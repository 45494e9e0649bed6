//! Where assets are deployed and with which identity.

use crate::error::{ReleaseError, Result};
use clap::ValueEnum;
use std::fmt;

/// Deployment mode selected by `AZURE_MODE`.
#[derive(Debug, Clone, Copy, PartialEq, Eq, Default, ValueEnum)]
pub enum DeployMode {
    /// A single Azure ML workspace.
    #[default]
    Workspace,
    /// An Azure ML registry shared across workspaces.
    #[value(name = "shared_registry", alias = "shared-registry")]
    SharedRegistry,
}

impl DeployMode {
    /// Parse an `AZURE_MODE` value. Case and surrounding whitespace are
    /// ignored, and a blank value selects the workspace.
    pub fn parse_setting(raw: &str) -> std::result::Result<Self, String> {
        let raw = raw.trim();
        if raw.is_empty() {
            return Ok(Self::default());
        }
        <Self as ValueEnum>::from_str(raw, true)
            .map_err(|_| format!("unknown mode '{}' (expected workspace or shared_registry)", raw))
    }
}

/// Service principal credentials.
#[derive(Clone)]
pub struct Credentials {
    pub tenant_id: String,
    pub client_id: String,
    pub client_secret: String,
}

impl fmt::Debug for Credentials {
    fn fmt(&self, f: &mut fmt::Formatter<'_>) -> fmt::Result {
        f.debug_struct("Credentials")
            .field("tenant_id", &self.tenant_id)
            .field("client_id", &self.client_id)
            .field("client_secret", &"<redacted>")
            .finish()
    }
}

impl Credentials {
    pub fn from_parts(
        tenant_id: Option<String>,
        client_id: Option<String>,
        client_secret: Option<String>,
    ) -> Result<Self> {
        match (non_empty(tenant_id), non_empty(client_id), non_empty(client_secret)) {
            (Some(tenant_id), Some(client_id), Some(client_secret)) => Ok(Self {
                tenant_id,
                client_id,
                client_secret,
            }),
            _ => Err(ReleaseError::UserError(
                "AZURE_TENANT_ID, AZURE_CLIENT_ID and AZURE_CLIENT_SECRET must be set".to_string(),
            )),
        }
    }
}

/// The Azure ML asset store receiving the deployment.
#[derive(Debug, Clone, PartialEq, Eq)]
pub enum AzureTarget {
    Workspace {
        subscription_id: String,
        resource_group: String,
        workspace: String,
    },
    Registry {
        name: String,
        location: String,
    },
}

/// Raw target settings as they arrive from flags or the environment.
#[derive(Debug, Clone, Default)]
pub struct TargetParts {
    pub subscription_id: Option<String>,
    pub resource_group: Option<String>,
    pub workspace: Option<String>,
    pub registry_name: Option<String>,
    pub registry_location: Option<String>,
}

impl AzureTarget {
    /// Select the target for `mode`, requiring that mode's settings.
    pub fn select(mode: DeployMode, parts: TargetParts) -> Result<Self> {
        match mode {
            DeployMode::SharedRegistry => {
                match (non_empty(parts.registry_name), non_empty(parts.registry_location)) {
                    (Some(name), Some(location)) => Ok(AzureTarget::Registry { name, location }),
                    _ => Err(ReleaseError::UserError(
                        "for 'shared_registry' mode, AZURE_REGISTRY_NAME and AZURE_REGISTRY_LOCATION must be set"
                            .to_string(),
                    )),
                }
            }
            DeployMode::Workspace => match (
                non_empty(parts.subscription_id),
                non_empty(parts.resource_group),
                non_empty(parts.workspace),
            ) {
                (Some(subscription_id), Some(resource_group), Some(workspace)) => {
                    Ok(AzureTarget::Workspace {
                        subscription_id,
                        resource_group,
                        workspace,
                    })
                }
                _ => Err(ReleaseError::UserError(
                    "for 'workspace' mode, AZURE_SUBSCRIPTION_ID, AZURE_RESOURCE_GROUP and AZURE_WORKSPACE_NAME must be set"
                        .to_string(),
                )),
            },
        }
    }
}

impl fmt::Display for AzureTarget {
    fn fmt(&self, f: &mut fmt::Formatter<'_>) -> fmt::Result {
        match self {
            AzureTarget::Workspace {
                subscription_id,
                resource_group,
                workspace,
            } => write!(
                f,
                "workspace {} (RG: {}, Sub: {})",
                workspace, resource_group, subscription_id
            ),
            AzureTarget::Registry { name, location } => {
                write!(f, "shared registry {} @ {}", name, location)
            }
        }
    }
}

fn non_empty(value: Option<String>) -> Option<String> {
    value
        .map(|v| v.trim().to_string())
        .filter(|v| !v.is_empty())
}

------------

**YOUR GOAL**
Only lines that contain the string "Option" count; pick each one out of the records and copy it.

**SOLUTION FOR THIS EXERCISE**
        tenant_id: Option<String>,
        client_id: Option<String>,
        client_secret: Option<String>,
    pub subscription_id: Option<String>,
    pub resource_group: Option<String>,
    pub workspace: Option<String>,
    pub registry_name: Option<String>,
    pub registry_location: Option<String>,
fn non_empty(value: Option<String>) -> Option<String> {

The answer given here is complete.